→ TASK INSTRUCTIONS
Every line in the entries that holds "bytemuck" should be identified and copied.

→ GIVEN RECORDS
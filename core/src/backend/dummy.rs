//! backend/dummy.rs
//! Test variant. No levels, no retries, no hardware.
//!
//! NOTE: decompression runs the same expanding entry point as compression.
//! It is a placeholder and does not invert `compress`.
use std::sync::Arc;

use log::trace;

use super::session::{Session, Teardown};
use super::{BackendKind, ZipperBackend};
use crate::config::{Algorithm, CodecConfig};
use crate::native::{dummy as native_dummy, Direction, DummySession, EntryPoint, Transfer};
use crate::types::{Result, ZipperError};

const CODEC: &str = "dummy";

pub struct DummyBackend {
    algorithm: Algorithm,
    session: Session<DummySession>,
}

impl DummyBackend {
    pub fn new(config: &CodecConfig) -> Result<Self> {
        config.validate()?;
        Ok(Self {
            algorithm: config.algorithm,
            session: Session::open(CODEC, DummySession::setup(config.inverse_ratio)),
        })
    }
}

impl ZipperBackend for DummyBackend {
    fn kind(&self) -> BackendKind {
        BackendKind::Test
    }

    fn codec_name(&self) -> &'static str {
        CODEC
    }

    fn is_valid(&self) -> bool {
        self.session.is_valid()
    }

    fn max_compressed_size(&self, len: usize) -> Result<usize> {
        self.session.with_handle(|d| Ok(native_dummy::max_compressed_size(d.ratio(), len)))
    }

    fn invoke(
        &mut self,
        direction: Direction,
        entry: EntryPoint,
        src: &[u8],
        dst: &mut [u8],
    ) -> Result<Transfer> {
        if self.algorithm != Algorithm::Dummy {
            return Err(ZipperError::Argument(format!(
                "Algorithm {} is not supported by DummyBackend",
                self.algorithm
            )));
        }
        trace!("[DUMMY] {direction:?} via {entry:?}, same kernel both ways");
        self.session.with_handle(|d| Ok(d.compress_byte_array(src, dst)))
    }

    fn end(&mut self) -> Result<()> {
        self.session.end()
    }

    fn teardown_handle(&self) -> Arc<dyn Teardown> {
        self.session.teardown_handle()
    }
}
#[cfg(test)]
mod dummy_tests {
    use qat_core::backend::BackendKind;
    use qat_core::buffer::ByteBuf;
    use qat_core::cleaner::Cleaner;
    use qat_core::config::{Algorithm, CodecConfig};
    use qat_core::native::Device;
    use qat_core::types::ZipperError;
    use qat_core::zipper::QatZipper;

    fn dummy(ratio: u32) -> QatZipper {
        let cfg = CodecConfig::default()
            .with_algorithm(Algorithm::Dummy)
            .with_inverse_ratio(ratio);
        QatZipper::open(cfg, &Device::with_instances(0), &Cleaner::new()).unwrap()
    }

    #[test]
    fn bound_is_ratio_times_length() {
        let z = dummy(2);
        assert_eq!(z.backend_kind(), BackendKind::Test);
        assert_eq!(z.max_compressed_length(10).unwrap(), 20);
        assert_eq!(dummy(5).max_compressed_length(7).unwrap(), 35);
    }

    #[test]
    fn needs_no_hardware_and_ignores_level() {
        let cfg = CodecConfig::default().with_algorithm(Algorithm::Dummy).with_level(99);
        assert!(QatZipper::open(cfg, &Device::with_instances(0), &Cleaner::new()).is_ok());
    }

    #[test]
    fn ratio_out_of_range_is_a_configuration_error() {
        for ratio in [0, 10] {
            let cfg = CodecConfig::default()
                .with_algorithm(Algorithm::Dummy)
                .with_inverse_ratio(ratio);
            let dev = Device::with_instances(0);
            let err = QatZipper::open(cfg, &dev, &Cleaner::new()).unwrap_err();
            assert!(matches!(err, ZipperError::Configuration(_)));
        }
    }

    #[test]
    fn compress_repeats_the_source() {
        let mut z = dummy(3);
        let mut dst = [0u8; 9];
        assert_eq!(z.compress(b"abc", &mut dst).unwrap(), 9);
        assert_eq!(&dst, b"abcabcabc");
    }

    /// Decompression is a placeholder: it expands again instead of inverting.
    #[test]
    fn decompress_is_not_the_inverse() {
        let mut z = dummy(2);
        let mut packed = [0u8; 8];
        let n = z.compress(b"abcd", &mut packed).unwrap();
        let mut out = [0u8; 16];
        let m = z.decompress(&packed[..n], &mut out).unwrap();
        assert_eq!(m, 16);
        assert_eq!(&out, b"abcdabcdabcdabcd");
    }

    #[test]
    fn buffers_go_through_the_resolver() {
        let mut z = dummy(2);
        let mut src = ByteBuf::wrap_direct(b"xyz");
        let mut dst = ByteBuf::allocate(6);
        assert_eq!(z.compress_buffer(&mut src, &mut dst).unwrap(), 6);
        assert_eq!(dst.array().unwrap(), b"xyzxyz");
        assert_eq!(src.remaining(), 0);
    }

    #[test]
    fn dummy2_constructs_but_rejects_every_call() {
        let cfg = CodecConfig::default().with_algorithm(Algorithm::Dummy2);
        let mut z = QatZipper::open(cfg, &Device::with_instances(0), &Cleaner::new()).unwrap();
        let mut dst = [0u8; 8];
        match z.compress(b"abc", &mut dst) {
            Err(ZipperError::Argument(msg)) => assert!(msg.contains("DUMMY2")),
            other => panic!("unexpected {other:?}"),
        }
        assert!(matches!(z.decompress(b"abc", &mut dst), Err(ZipperError::Argument(_))));
        assert!(z.end().is_ok());
    }
}
use std::{iter, mem, sync::mpsc};

use log::{debug, info, warn};
use shared::{bytemuck, Params, WORKGROUP_SIZE};

use super::Backend;
use crate::error::RenderError;

/// Runs the rust-gpu build of the kernel as a wgpu compute pass.
///
/// Device buffers are created on the first dispatch, kept while the pixel
/// count stays the same and replaced when it changes.
pub struct GpuBackend {
    device: wgpu::Device,
    queue: wgpu::Queue,
    pipeline: wgpu::ComputePipeline,
    bind_group_layout: wgpu::BindGroupLayout,
    buffers: Option<FrameBuffers>,
}

struct FrameBuffers {
    pixels: u32,
    storage: wgpu::Buffer,
    staging: wgpu::Buffer,
    bind_group: wgpu::BindGroup,
}

impl Drop for FrameBuffers {
    fn drop(&mut self) {
        self.storage.destroy();
        self.staging.destroy();
    }
}

impl GpuBackend {
    pub fn new() -> Result<Self, RenderError> {
        pollster::block_on(Self::init())
    }

    async fn init() -> Result<Self, RenderError> {
        let instance = wgpu::Instance::new(wgpu::InstanceDescriptor::default());

        let adapter = instance
            .request_adapter(&wgpu::RequestAdapterOptions {
                power_preference: wgpu::PowerPreference::HighPerformance,
                compatible_surface: None,
                force_fallback_adapter: false,
            })
            .await
            .ok_or(RenderError::NoAdapter)?;
        let adapter_limits = adapter.limits();
        info!("using GPU adapter {:?}", adapter.get_info().name);

        let features = wgpu::Features::PUSH_CONSTANTS | wgpu::Features::SHADER_F64;
        let limits = wgpu::Limits {
            max_push_constant_size: 128,
            max_storage_buffer_binding_size: adapter_limits.max_storage_buffer_binding_size,
            max_buffer_size: adapter_limits.max_buffer_size,
            ..Default::default()
        };
        let (device, queue) = adapter
            .request_device(
                &wgpu::DeviceDescriptor {
                    features,
                    limits,
                    label: Some("mandelbrot"),
                },
                None,
            )
            .await?;

        let shader = device.create_shader_module(wgpu::include_spirv!(env!("shader.spv")));

        let bind_group_layout = device.create_bind_group_layout(&wgpu::BindGroupLayoutDescriptor {
            label: Some("counts"),
            entries: &[wgpu::BindGroupLayoutEntry {
                binding: 0,
                visibility: wgpu::ShaderStages::COMPUTE,
                ty: wgpu::BindingType::Buffer {
                    ty: wgpu::BufferBindingType::Storage { read_only: false },
                    has_dynamic_offset: false,
                    min_binding_size: None,
                },
                count: None,
            }],
        });

        let push_constant_range = wgpu::PushConstantRange {
            stages: wgpu::ShaderStages::COMPUTE,
            range: 0..mem::size_of::<Params>() as u32,
        };

        let pipeline_layout = device.create_pipeline_layout(&wgpu::PipelineLayoutDescriptor {
            label: None,
            bind_group_layouts: &[&bind_group_layout],
            push_constant_ranges: &[push_constant_range],
        });

        let pipeline = device.create_compute_pipeline(&wgpu::ComputePipelineDescriptor {
            label: Some("escape-time"),
            layout: Some(&pipeline_layout),
            module: &shader,
            entry_point: "main_cs",
        });

        Ok(Self {
            device,
            queue,
            pipeline,
            bind_group_layout,
            buffers: None,
        })
    }

    fn allocate(&self, pixels: u32) -> Result<FrameBuffers, RenderError> {
        let size = pixels as u64 * mem::size_of::<u32>() as u64;
        let limits = self.device.limits();
        if size > limits.max_buffer_size || size > limits.max_storage_buffer_binding_size as u64 {
            return Err(RenderError::OutOfMemory {
                pixels: pixels as u64,
            });
        }
        debug!("allocating device buffers for {pixels} pixels ({size} bytes)");

        self.device.push_error_scope(wgpu::ErrorFilter::OutOfMemory);

        let storage = self.device.create_buffer(&wgpu::BufferDescriptor {
            label: Some("counts"),
            size,
            usage: wgpu::BufferUsages::STORAGE | wgpu::BufferUsages::COPY_SRC,
            mapped_at_creation: false,
        });
        let staging = self.device.create_buffer(&wgpu::BufferDescriptor {
            label: Some("counts-readback"),
            size,
            usage: wgpu::BufferUsages::MAP_READ | wgpu::BufferUsages::COPY_DST,
            mapped_at_creation: false,
        });
        let bind_group = self.device.create_bind_group(&wgpu::BindGroupDescriptor {
            label: None,
            layout: &self.bind_group_layout,
            entries: &[wgpu::BindGroupEntry {
                binding: 0,
                resource: storage.as_entire_binding(),
            }],
        });

        if pollster::block_on(self.device.pop_error_scope()).is_some() {
            return Err(RenderError::OutOfMemory {
                pixels: pixels as u64,
            });
        }

        Ok(FrameBuffers {
            pixels,
            storage,
            staging,
            bind_group,
        })
    }
}

impl Backend for GpuBackend {
    fn name(&self) -> &'static str {
        "gpu"
    }

    fn dispatch(
        &mut self,
        params: &Params,
        block_size: u32,
        out: &mut [u32],
    ) -> Result<(), RenderError> {
        if block_size != WORKGROUP_SIZE {
            warn!("gpu workgroup size is fixed at {WORKGROUP_SIZE}, ignoring block size {block_size}");
        }

        let groups = params.pixels.div_ceil(WORKGROUP_SIZE);
        let max_groups = self.device.limits().max_compute_workgroups_per_dimension;
        let groups_x = groups.min(max_groups).max(1);
        let groups_y = groups.div_ceil(groups_x);

        let mut params = *params;
        params.dispatch_width = groups_x * WORKGROUP_SIZE;

        let buffers = match self.buffers.take() {
            Some(buffers) if buffers.pixels == params.pixels => buffers,
            stale => {
                // Release the old pair before asking for a new one.
                drop(stale);
                self.allocate(params.pixels)?
            }
        };
        let size = buffers.storage.size();

        let mut encoder = self
            .device
            .create_command_encoder(&wgpu::CommandEncoderDescriptor { label: None });
        {
            let mut pass = encoder.begin_compute_pass(&wgpu::ComputePassDescriptor { label: None });
            pass.set_pipeline(&self.pipeline);
            pass.set_bind_group(0, &buffers.bind_group, &[]);
            pass.set_push_constants(0, bytemuck::bytes_of(&params));
            pass.dispatch_workgroups(groups_x, groups_y, 1);
        }
        encoder.copy_buffer_to_buffer(&buffers.storage, 0, &buffers.staging, 0, size);
        self.queue.submit(iter::once(encoder.finish()));

        let slice = buffers.staging.slice(..);
        let (tx, rx) = mpsc::channel();
        slice.map_async(wgpu::MapMode::Read, move |result| {
            let _ = tx.send(result);
        });
        self.device.poll(wgpu::Maintain::Wait);
        rx.recv().unwrap_or(Err(wgpu::BufferAsyncError))?;

        {
            let mapped = slice.get_mapped_range();
            out.copy_from_slice(&bytemuck::cast_slice::<u8, u32>(&mapped)[..out.len()]);
        }
        buffers.staging.unmap();
        self.buffers = Some(buffers);

        Ok(())
    }
}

→ ANSWER SECTION
use shared::{bytemuck, Params, WORKGROUP_SIZE};
            pass.set_push_constants(0, bytemuck::bytes_of(&params));
            out.copy_from_slice(&bytemuck::cast_slice::<u8, u32>(&mapped)[..out.len()]);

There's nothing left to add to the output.